- What is expected -
From the records that follow, copy every line that contains the word "summary".

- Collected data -
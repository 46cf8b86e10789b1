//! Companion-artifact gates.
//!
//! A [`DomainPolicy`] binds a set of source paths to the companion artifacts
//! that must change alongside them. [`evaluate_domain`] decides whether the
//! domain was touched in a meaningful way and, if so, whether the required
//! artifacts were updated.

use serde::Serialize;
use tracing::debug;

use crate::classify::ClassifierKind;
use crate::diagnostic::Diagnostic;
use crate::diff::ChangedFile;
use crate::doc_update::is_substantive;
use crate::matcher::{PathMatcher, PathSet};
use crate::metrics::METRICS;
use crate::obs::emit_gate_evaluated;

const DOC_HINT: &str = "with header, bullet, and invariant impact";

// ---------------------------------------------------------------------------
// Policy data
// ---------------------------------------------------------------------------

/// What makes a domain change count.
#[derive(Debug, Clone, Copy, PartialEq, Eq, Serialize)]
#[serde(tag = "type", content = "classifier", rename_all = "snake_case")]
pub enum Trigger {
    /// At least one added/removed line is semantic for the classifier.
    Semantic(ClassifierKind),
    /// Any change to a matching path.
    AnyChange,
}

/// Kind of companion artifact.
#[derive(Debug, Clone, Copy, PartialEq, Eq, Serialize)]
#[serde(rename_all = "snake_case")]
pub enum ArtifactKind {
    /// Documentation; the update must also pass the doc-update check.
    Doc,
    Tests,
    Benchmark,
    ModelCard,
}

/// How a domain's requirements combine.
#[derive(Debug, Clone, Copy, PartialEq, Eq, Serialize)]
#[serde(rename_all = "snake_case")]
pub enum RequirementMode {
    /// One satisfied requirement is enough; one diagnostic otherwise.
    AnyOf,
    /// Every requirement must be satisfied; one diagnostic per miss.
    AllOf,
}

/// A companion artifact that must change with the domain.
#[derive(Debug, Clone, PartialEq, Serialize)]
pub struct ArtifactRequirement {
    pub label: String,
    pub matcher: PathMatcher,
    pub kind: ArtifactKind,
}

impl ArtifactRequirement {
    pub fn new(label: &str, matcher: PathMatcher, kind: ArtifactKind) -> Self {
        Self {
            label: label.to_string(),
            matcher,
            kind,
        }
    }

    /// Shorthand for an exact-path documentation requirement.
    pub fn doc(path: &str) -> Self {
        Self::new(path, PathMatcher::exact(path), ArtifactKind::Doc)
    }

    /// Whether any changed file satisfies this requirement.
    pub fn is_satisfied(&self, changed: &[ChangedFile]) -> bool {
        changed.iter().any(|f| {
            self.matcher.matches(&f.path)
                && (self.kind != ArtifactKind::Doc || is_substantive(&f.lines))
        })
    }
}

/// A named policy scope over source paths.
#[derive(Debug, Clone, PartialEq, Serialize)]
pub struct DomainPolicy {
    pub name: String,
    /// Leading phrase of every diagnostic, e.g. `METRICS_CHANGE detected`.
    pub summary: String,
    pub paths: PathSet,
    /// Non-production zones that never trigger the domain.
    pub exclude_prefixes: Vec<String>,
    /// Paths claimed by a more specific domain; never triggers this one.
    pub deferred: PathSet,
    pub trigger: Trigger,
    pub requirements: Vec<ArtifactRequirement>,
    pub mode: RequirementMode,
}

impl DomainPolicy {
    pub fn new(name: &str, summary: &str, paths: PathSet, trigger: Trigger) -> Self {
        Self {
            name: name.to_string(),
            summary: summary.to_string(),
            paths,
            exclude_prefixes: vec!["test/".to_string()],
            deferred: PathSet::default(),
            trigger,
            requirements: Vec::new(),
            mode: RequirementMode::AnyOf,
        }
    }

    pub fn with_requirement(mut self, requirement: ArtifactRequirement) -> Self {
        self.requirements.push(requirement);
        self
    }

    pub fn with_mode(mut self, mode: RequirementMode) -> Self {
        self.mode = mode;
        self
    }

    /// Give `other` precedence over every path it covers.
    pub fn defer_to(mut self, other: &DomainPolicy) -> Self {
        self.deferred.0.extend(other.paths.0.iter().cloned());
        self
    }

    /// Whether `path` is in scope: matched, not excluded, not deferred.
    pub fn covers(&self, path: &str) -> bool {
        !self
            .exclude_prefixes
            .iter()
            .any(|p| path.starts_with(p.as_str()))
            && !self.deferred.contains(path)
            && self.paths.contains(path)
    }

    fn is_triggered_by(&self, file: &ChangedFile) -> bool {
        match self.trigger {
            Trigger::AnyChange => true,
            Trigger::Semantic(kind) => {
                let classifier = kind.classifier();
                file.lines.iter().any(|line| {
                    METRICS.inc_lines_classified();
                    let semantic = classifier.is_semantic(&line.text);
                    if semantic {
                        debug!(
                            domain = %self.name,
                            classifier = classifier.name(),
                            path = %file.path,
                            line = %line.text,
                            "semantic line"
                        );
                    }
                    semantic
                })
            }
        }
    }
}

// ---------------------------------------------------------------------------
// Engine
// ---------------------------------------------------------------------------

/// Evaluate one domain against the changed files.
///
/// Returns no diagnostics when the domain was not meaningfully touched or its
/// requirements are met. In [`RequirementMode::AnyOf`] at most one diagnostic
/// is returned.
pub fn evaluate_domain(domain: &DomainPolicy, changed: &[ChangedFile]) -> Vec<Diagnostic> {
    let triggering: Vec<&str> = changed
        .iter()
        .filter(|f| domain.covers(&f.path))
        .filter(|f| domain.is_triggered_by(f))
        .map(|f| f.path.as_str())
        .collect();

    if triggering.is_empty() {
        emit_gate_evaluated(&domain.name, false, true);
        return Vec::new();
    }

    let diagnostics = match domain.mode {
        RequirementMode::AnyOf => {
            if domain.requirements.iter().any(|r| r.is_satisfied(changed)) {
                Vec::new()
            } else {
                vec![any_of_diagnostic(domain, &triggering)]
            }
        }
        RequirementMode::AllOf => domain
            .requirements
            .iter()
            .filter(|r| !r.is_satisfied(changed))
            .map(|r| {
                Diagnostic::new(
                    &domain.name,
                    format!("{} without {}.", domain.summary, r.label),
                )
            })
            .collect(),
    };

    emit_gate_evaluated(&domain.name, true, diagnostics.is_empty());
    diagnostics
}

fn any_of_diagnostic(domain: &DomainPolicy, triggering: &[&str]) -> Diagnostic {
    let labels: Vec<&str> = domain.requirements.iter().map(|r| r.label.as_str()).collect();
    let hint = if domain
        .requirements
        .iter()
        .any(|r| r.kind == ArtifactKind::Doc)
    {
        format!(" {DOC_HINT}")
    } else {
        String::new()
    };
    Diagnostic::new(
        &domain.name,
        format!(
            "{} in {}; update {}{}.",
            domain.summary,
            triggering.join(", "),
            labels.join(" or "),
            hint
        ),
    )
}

- Worked solution -
    pub summary: String,
    pub fn new(name: &str, summary: &str, paths: PathSet, trigger: Trigger) -> Self {
            summary: summary.to_string(),
                    format!("{} without {}.", domain.summary, r.label),
            domain.summary,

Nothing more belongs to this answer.